They don’t have to. Well, in some areas they don’t. If you live in a neighborhood with an HOA, I’m sure they would have something to say about it. But realistically a house has to have road frontage to be built. I could be wrong about ever single city, state, etc, but typically it has to be connected to the road. As houses also have to be connected to utilities depending on when and where they were built. Now if you turned that house around you would have to either have a driveway that wrapped around to the back, or walk around the side of the house through the yard. Think about the weather. Walking around to the front of your house just to go inside during a thunderstorm if you didn’t have concrete. You’d get mad amounts of mud on your feet. So part of it is cost. If you have enough money, and you built a house on a lake or the ocean you could pay the extra cost to have it face the water front. But the short answer is cost, an easy to replicate design for building in a neighborhood, and lastly looks.
This is somewhat definitional; the front *is* the side facing the street.
The street is where the house will normally be seen from by most people. With that in mind more care is taken in its appearance from that angle. People entering from the street would come into a dedicated entryway as opposed to the kitchen for example.
Overall the house is designed with the expectation of being approached from the road, and the “front” pointed in that direction.
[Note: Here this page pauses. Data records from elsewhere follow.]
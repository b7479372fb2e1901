//! TOML file configuration structures.
//!
//! These structs directly map to the `paywatch.toml` file format. Every
//! section except `[notify]` may be omitted.

use paywatch_sdk::objects::ChainType;
use rust_decimal::Decimal;
use serde::Deserialize;
use std::net::{Ipv4Addr, SocketAddr};

/// Root configuration structure as read from the TOML file.
#[derive(Debug, Clone, Deserialize)]
pub struct FileConfig {
    #[serde(default)]
    pub server: ServerSection,
    #[serde(default)]
    pub payment: PaymentSection,
    #[serde(default)]
    pub reconcile: ReconcileSection,
    #[serde(default)]
    pub queue: QueueSection,
    #[serde(default)]
    pub maintenance: MaintenanceSection,
    pub notify: NotifySection,
    #[serde(default)]
    pub explorers: ExplorersSection,
    #[serde(default)]
    pub addresses: Vec<AddressEntry>,
}

#[derive(Debug, Clone, Deserialize)]
pub struct ServerSection {
    #[serde(default = "default_listen_addr")]
    pub listen: SocketAddr,
}

impl Default for ServerSection {
    fn default() -> Self {
        Self {
            listen: default_listen_addr(),
        }
    }
}

fn default_listen_addr() -> SocketAddr {
    SocketAddr::from((Ipv4Addr::UNSPECIFIED, 8080))
}

#[derive(Debug, Clone, Deserialize)]
#[serde(default)]
pub struct PaymentSection {
    pub window_minutes: u64,
    pub forced_rate: Option<Decimal>,
    pub min_fiat_amount: Decimal,
    pub min_token_amount: Decimal,
    pub max_increments: u32,
}

impl Default for PaymentSection {
    fn default() -> Self {
        Self {
            window_minutes: 10,
            forced_rate: None,
            min_fiat_amount: Decimal::new(1, 2),
            min_token_amount: Decimal::new(1, 4),
            max_increments: 1000,
        }
    }
}

#[derive(Debug, Clone, Deserialize)]
#[serde(default)]
pub struct ReconcileSection {
    pub interval_secs: u64,
    pub lookback_hours: u64,
}

impl Default for ReconcileSection {
    fn default() -> Self {
        Self {
            interval_secs: 10,
            lookback_hours: 24,
        }
    }
}

#[derive(Debug, Clone, Deserialize)]
#[serde(default)]
pub struct QueueSection {
    pub names: Vec<String>,
    pub poll_interval_ms: u64,
    pub backoff_unit_secs: u64,
    pub default_max_retry: i32,
    pub stale_after_secs: u64,
    pub retention_days: u64,
}

impl Default for QueueSection {
    fn default() -> Self {
        Self {
            names: vec!["critical".into(), "default".into(), "low".into()],
            poll_interval_ms: 1000,
            backoff_unit_secs: 10,
            default_max_retry: 3,
            stale_after_secs: 300,
            retention_days: 7,
        }
    }
}

#[derive(Debug, Clone, Deserialize)]
#[serde(default)]
pub struct MaintenanceSection {
    pub reservation_sweep_secs: u64,
    pub queue_purge_secs: u64,
}

impl Default for MaintenanceSection {
    fn default() -> Self {
        Self {
            reservation_sweep_secs: 300,
            queue_purge_secs: 6 * 60 * 60,
        }
    }
}

#[derive(Debug, Clone, Deserialize)]
pub struct NotifySection {
    /// Shared secret for request verification and webhook signing.
    pub api_token: String,
    #[serde(default)]
    pub telegram_bot_token: Option<String>,
    #[serde(default)]
    pub telegram_chat_id: Option<String>,
}

#[derive(Debug, Clone, Default, Deserialize)]
pub struct ExplorersSection {
    #[serde(default)]
    pub etherscan_api_key: Option<String>,
    #[serde(default)]
    pub tronscan_api_key: Option<String>,
}

/// A receiving address to upsert at startup.
#[derive(Debug, Clone, Deserialize)]
pub struct AddressEntry {
    pub chain: ChainType,
    pub address: String,
    #[serde(default)]
    pub remark: String,
    /// `false` soft-disables the address; unset leaves the stored flag alone.
    #[serde(default)]
    pub enabled: Option<bool>,
}

#[cfg(test)]
mod tests {
    use super::*;

    #[test]
    fn test_full_config_parsing() {
        let toml_str = r#"
[server]
listen = "127.0.0.1:3000"

[payment]
window_minutes = 15
forced_rate = "7.2"
max_increments = 500

[reconcile]
interval_secs = 30

[queue]
names = ["critical", "default"]
backoff_unit_secs = 5

[notify]
api_token = "secret123"
telegram_bot_token = "123:abc"
telegram_chat_id = "-100200"

[explorers]
etherscan_api_key = "ETHERSCANKEY"

[[addresses]]
chain = "TRC20"
address = "TQn9Y2khEsLJW1ChVWFMSMeRDow5KcbLSE"
remark = "main"

[[addresses]]
chain = "ERC20"
address = "0x1234567890abcdef1234567890abcdef12345678"
enabled = false
"#;
        let config: FileConfig = toml::from_str(toml_str).unwrap();
        assert_eq!(config.server.listen.port(), 3000);
        assert_eq!(config.payment.window_minutes, 15);
        assert_eq!(config.payment.forced_rate, Some(Decimal::new(72, 1)));
        assert_eq!(config.payment.max_increments, 500);
        assert_eq!(config.payment.min_fiat_amount, Decimal::new(1, 2));
        assert_eq!(config.reconcile.interval_secs, 30);
        assert_eq!(config.reconcile.lookback_hours, 24);
        assert_eq!(config.queue.names.len(), 2);
        assert_eq!(config.queue.default_max_retry, 3);
        assert_eq!(config.explorers.tronscan_api_key, None);
        assert_eq!(config.addresses.len(), 2);
        assert_eq!(config.addresses[0].chain, ChainType::Trc20);
        assert_eq!(config.addresses[1].remark, "");
        assert_eq!(config.addresses[0].enabled, None);
        assert_eq!(config.addresses[1].enabled, Some(false));
    }

    #[test]
    fn test_minimal_config_uses_defaults() {
        let config: FileConfig = toml::from_str("[notify]\napi_token = \"t\"\n").unwrap();
        assert_eq!(config.server.listen, default_listen_addr());
        assert_eq!(config.payment.window_minutes, 10);
        assert_eq!(config.queue.names, ["critical", "default", "low"]);
        assert!(config.addresses.is_empty());
    }

    #[test]
    fn test_missing_notify_section_is_rejected() {
        assert!(toml::from_str::<FileConfig>("[server]\n").is_err());
    }
}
You as a regular resident may prefer to approach from the rear but that is your choice.
First and foremost, most houses are designed so that people can easily enter and leave the house and onto the street – and the shortest path is typically through a door that is on the street side. It doesn’t make a lot of sense to avoid putting doors on the street front and make the occupants and visitors go around to the back, which is less welcoming and in some cases more threatening.
It’s also the only way you’re going to fit a lot of houses together on a small street or terrace.
The front would be defined as the side that faces the street, unless you have a large property with a very long driveway, in which case the front would be wherever you place it. Mostly there just isn’t room for a long driveway on modern small properties, you’d have half your yard taken up by it. I grew up in a place where garages were in back of the houses because the garage is where the old carriage house/horse barn was. But small properties are all going to face the street and have an ugly garage opening up front. I’ve only 1/5 of an acre, I’d have no backyard with any other design.
There are still a fair number of properties in my state with no stairs to an unused old “front” door, because at one point there was a door tax. So Great-Grandpa took the steps out in order to pay lower taxes.